On re-running the list 6 again with new Person (as per the list 7), following exception is encountered.
List 10
Exception in thread "main" java.io.InvalidClassException: Person; local class incompatible: stream classdesc serialVersionUID = -8708626244864641161, local class serialVersionUID = 8708626244864641161
      at java.io.ObjectStreamClass.initNonProxy(ObjectStreamClass.java:562)
      at java.io.ObjectInputStream.readNonProxyDesc(ObjectInputStream.java:1582)
      at java.io.ObjectInputStream.readClassDesc(ObjectInputStream.java:1495)
      at java.io.ObjectInputStream.readOrdinaryObject(ObjectInputStream.java:1731)
      at java.io.ObjectInputStream.readObject0(ObjectInputStream.java:1328)
      at java.io.ObjectInputStream.readObject(ObjectInputStream.java:350)
      at DemoSerialization.main(DemoSerialization.java:12)


Till now it looks that the serialization is quite simple but is it that simple as demonstrated till now? So let’s understand it with various cases.
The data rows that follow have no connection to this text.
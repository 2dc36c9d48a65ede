pub const DEFAULT_DOCUMENT_PATH: &str = "test.pdf";
pub const DEFAULT_RENDER_SCALE: f32 = 1.5;

pub const MIN_RENDER_SCALE: f32 = 0.1;
pub const MAX_RENDER_SCALE: f32 = 8.0;

/// Hard cap on either side of a rasterized page, in pixels.
pub const MAX_SURFACE_DIMENSION: u32 = 8192;

pub const FIRST_PAGE: usize = 1;

pub const PREVIOUS_LABEL: &str = "Previous";
pub const NEXT_LABEL: &str = "Next";
pub const LOADING_LABEL: &str = "Loading...";

pub const CONTROLS_SPACING: f32 = 16.0;
pub const PAGE_INDICATOR_MIN_WIDTH: f32 = 100.0;

pub const PENDING_REPAINT_MS: u64 = 16;

pub const WINDOW_TITLE: &str = "PDF Display";
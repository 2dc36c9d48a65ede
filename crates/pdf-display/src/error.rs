use std::path::PathBuf;
use thiserror::Error;

#[derive(Error, Debug, Clone, PartialEq)]
pub enum PdfError {
    #[error("File not found: {0}")]
    FileNotFound(PathBuf),

    #[error("Invalid PDF file: {0}")]
    InvalidPdf(String),

    #[error("PDFium library not found: {0}")]
    LibraryNotFound(String),

    #[error("Page {page} out of range (1-{page_count})")]
    PageOutOfRange { page: usize, page_count: usize },

    #[error("Render failed: {0}")]
    RenderFailed(String),

    #[error("Drawing surface unavailable")]
    SurfaceUnavailable,

    #[error("Thread error: {0}")]
    ThreadError(String),

    #[error("Config error: {0}")]
    ConfigError(String),
}

pub type Result<T> = std::result::Result<T, PdfError>;

#[cfg(test)]
mod tests {
    use super::*;

    #[test]
    fn test_file_not_found_display() {
        let error = PdfError::FileNotFound(PathBuf::from("/test/path.pdf"));
        let msg = format!("{}", error);
        assert!(msg.contains("File not found"));
        assert!(msg.contains("path.pdf"));
    }

    #[test]
    fn test_invalid_pdf_display() {
        let error = PdfError::InvalidPdf("corrupted header".to_string());
        assert_eq!(error.to_string(), "Invalid PDF file: corrupted header");
    }

    #[test]
    fn test_library_not_found_display() {
        let error = PdfError::LibraryNotFound("libpdfium.so".to_string());
        assert_eq!(error.to_string(), "PDFium library not found: libpdfium.so");
    }

    #[test]
    fn test_page_out_of_range_display() {
        let error = PdfError::PageOutOfRange {
            page: 7,
            page_count: 3,
        };
        assert_eq!(error.to_string(), "Page 7 out of range (1-3)");
    }

    #[test]
    fn test_render_failed_display() {
        let error = PdfError::RenderFailed("bitmap allocation".to_string());
        assert_eq!(error.to_string(), "Render failed: bitmap allocation");
    }

    #[test]
    fn test_surface_unavailable_display() {
        assert_eq!(
            PdfError::SurfaceUnavailable.to_string(),
            "Drawing surface unavailable"
        );
    }

    #[test]
    fn test_thread_error_display() {
        let error = PdfError::ThreadError("worker disconnected".to_string());
        assert_eq!(error.to_string(), "Thread error: worker disconnected");
    }

    #[test]
    fn test_config_error_display() {
        let error = PdfError::ConfigError("expected value".to_string());
        assert_eq!(error.to_string(), "Config error: expected value");
    }

    #[test]
    fn test_error_is_cloneable() {
        let error = PdfError::RenderFailed("x".into());
        assert_eq!(error.clone(), error);
    }
}
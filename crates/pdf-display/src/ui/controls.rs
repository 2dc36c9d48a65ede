use crate::constants::*;
use crate::viewer::display::PdfDisplay;
use crate::viewer::surface::DrawingSurface;

pub fn show_controls<S: DrawingSurface>(ui: &mut egui::Ui, display: &mut PdfDisplay<S>) {
    ui.horizontal(|ui| {
        ui.spacing_mut().item_spacing.x = CONTROLS_SPACING;

        if ui
            .add_enabled(
                !display.previous_disabled(),
                egui::Button::new(PREVIOUS_LABEL),
            )
            .clicked()
        {
            display.go_to_previous_page();
        }

        let indicator_size = egui::vec2(PAGE_INDICATOR_MIN_WIDTH, ui.spacing().interact_size.y);
        ui.add_sized(indicator_size, egui::Label::new(display.page_indicator()));

        if ui
            .add_enabled(!display.next_disabled(), egui::Button::new(NEXT_LABEL))
            .clicked()
        {
            display.go_to_next_page();
        }
    });
}

pub fn show_status<S: DrawingSurface>(ui: &mut egui::Ui, display: &PdfDisplay<S>) {
    if display.is_rendering() {
        ui.vertical_centered(|ui| {
            ui.label(LOADING_LABEL);
        });
    }

    if let Some(error) = display.last_error() {
        let color = ui.visuals().error_fg_color;
        ui.vertical_centered(|ui| {
            ui.colored_label(color, error.to_string());
        });
    }
}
When an object has a reference to other objects
In general all the classes are not simple to have only primitives. Most of the classes contains object of another Java class. So what happens when application tries to serialize such classes?
Let’s introduce Person’s address. To add Person’s address, application need to have Address class in the classpath.
List 11
package com.serial;
public class Address {
 int houseNo;
 String city;
 int pincode;
 public int getHouseNo() {
  return houseNo;
 }
 public void setHouseNo(int houseNo) {
  this.houseNo = houseNo;
 }
 public String getCity() {
  return city;
 }
 public void setCity(String city) {
  this.city = city;
 }
 public int getPincode() {
  return pincode;
 }
 public void setPincode(int pincode) {
  this.pincode = pincode;
 }
 public Address(int houseNo, String city, int pincode) {
  this.houseNo = houseNo;
  this.city = city;
  this.pincode = pincode;
 }
}
Let’s change the definition of Person class
List 12
package com.serial;
import java.io.Serializable;
public class Person implements Serializable {
 private static final long serialVersionUID = 100L;
 String name;
 Address office;
 Address home;
 public String getName() {
  return name;
 }
 public void setName(String name) {
  this.name = name;
 }
 public Address getOffice() {
  return office;
 }
 public void setOffice(Address office) {
  this.office = office;
 }
 public Address getHome() {
  return home;
 }
 public void setHome(Address home) {
  this.home = home;
 }
}
Okay, stage is set to serialize the new version of Person class. Let’s serialize.
List 13
public class DemoSerialization {
      public static void main(String[] args) throws IOException {
            Person per = new Person();
            per.setName("Vishal Jain");
            Address home = new Address(100, "Noida", 201300);
            Address office = new Address(100, "Delhi", 101300);
            per.setHome(home);
            per.setOffice(office);
            FileOutputStream fos = new FileOutputStream(new File("Person.ser"));
            ObjectOutputStream oos = new ObjectOutputStream(fos);
            oos.writeObject(oos);
      }
}
After running the program, application threw exception mentioned below.
List 14
Exception in thread "main" java.io.NotSerializableException: com.serial.Address
 at java.io.ObjectOutputStream.writeObject0(Unknown Source)
 at java.io.ObjectOutputStream.defaultWriteFields(Unknown Source)
 at java.io.ObjectOutputStream.writeSerialData(Unknown Source)
 at java.io.ObjectOutputStream.writeOrdinaryObject(Unknown Source)
 at java.io.ObjectOutputStream.wr iteObject0(Unknown Source)
 at java.io.ObjectOutputStream.writeObject(Unknown Source)
 at com.serial.DemoSerialization.main(DemoSerialization.java:16)
Oops, it was not expected. Is not it? As java says, to serialize a class it is required to implement java.io.Serializable interface, but address class do not implement this interface.
In the first version of Person class, String, still a java class, was used. Why did not application throw any exception? The answer is clear. String class implements java.io.Serializable, Comparable<String>, CharSequence interfaces, so it is possible to serialize classes having String fields.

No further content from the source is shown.